[Input material — start]

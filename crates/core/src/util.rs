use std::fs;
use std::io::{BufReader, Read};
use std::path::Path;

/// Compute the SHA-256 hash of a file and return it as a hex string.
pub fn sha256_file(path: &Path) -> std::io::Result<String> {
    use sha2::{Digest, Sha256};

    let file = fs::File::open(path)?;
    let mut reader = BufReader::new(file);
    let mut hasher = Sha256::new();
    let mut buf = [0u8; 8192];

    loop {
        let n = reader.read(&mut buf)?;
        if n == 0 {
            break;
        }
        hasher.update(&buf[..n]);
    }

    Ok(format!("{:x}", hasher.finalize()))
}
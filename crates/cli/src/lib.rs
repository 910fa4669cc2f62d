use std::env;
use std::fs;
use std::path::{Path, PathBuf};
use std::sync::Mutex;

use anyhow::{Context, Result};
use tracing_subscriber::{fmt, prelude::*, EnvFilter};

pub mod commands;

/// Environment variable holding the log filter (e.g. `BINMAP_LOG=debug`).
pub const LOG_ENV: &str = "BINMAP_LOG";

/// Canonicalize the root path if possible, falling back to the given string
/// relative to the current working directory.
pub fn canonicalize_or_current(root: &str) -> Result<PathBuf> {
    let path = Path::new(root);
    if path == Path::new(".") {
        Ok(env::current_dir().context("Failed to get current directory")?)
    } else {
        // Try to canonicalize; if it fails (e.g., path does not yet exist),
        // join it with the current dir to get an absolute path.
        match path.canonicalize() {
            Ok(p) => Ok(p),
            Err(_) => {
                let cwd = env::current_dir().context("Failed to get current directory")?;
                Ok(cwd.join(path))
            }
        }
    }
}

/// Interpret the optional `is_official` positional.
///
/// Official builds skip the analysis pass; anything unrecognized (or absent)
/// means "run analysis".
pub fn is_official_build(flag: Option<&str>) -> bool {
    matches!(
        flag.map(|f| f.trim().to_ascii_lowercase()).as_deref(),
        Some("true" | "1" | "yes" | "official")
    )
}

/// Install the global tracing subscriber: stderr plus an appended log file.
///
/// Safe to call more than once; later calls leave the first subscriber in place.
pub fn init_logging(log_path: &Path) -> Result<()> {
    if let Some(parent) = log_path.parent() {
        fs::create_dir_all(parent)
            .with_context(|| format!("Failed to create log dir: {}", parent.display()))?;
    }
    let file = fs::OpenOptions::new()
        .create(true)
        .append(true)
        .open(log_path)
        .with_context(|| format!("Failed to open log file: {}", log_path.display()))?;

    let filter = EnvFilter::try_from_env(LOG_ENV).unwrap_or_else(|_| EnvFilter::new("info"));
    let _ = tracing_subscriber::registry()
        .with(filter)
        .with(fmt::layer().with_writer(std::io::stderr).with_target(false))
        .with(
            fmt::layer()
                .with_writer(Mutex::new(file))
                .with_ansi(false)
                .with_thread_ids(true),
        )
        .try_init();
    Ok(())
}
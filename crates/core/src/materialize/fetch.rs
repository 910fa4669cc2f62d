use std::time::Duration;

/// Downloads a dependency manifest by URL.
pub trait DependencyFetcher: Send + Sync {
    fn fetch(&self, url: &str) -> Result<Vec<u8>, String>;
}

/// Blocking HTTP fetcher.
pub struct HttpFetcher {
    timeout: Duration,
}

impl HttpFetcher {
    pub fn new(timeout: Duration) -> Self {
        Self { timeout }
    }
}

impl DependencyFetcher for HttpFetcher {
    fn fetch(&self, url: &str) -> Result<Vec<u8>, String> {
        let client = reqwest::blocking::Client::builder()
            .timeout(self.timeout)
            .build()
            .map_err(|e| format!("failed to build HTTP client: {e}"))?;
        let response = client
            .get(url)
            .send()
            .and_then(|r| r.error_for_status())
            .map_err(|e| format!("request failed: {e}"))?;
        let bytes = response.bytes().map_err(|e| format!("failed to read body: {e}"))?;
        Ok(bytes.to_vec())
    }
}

[Input material — finish]

In the listing above, find each line with the word "EnvFilter" and return it.

use tracing_subscriber::{fmt, prelude::*, EnvFilter};
    let filter = EnvFilter::try_from_env(LOG_ENV).unwrap_or_else(|_| EnvFilter::new("info"));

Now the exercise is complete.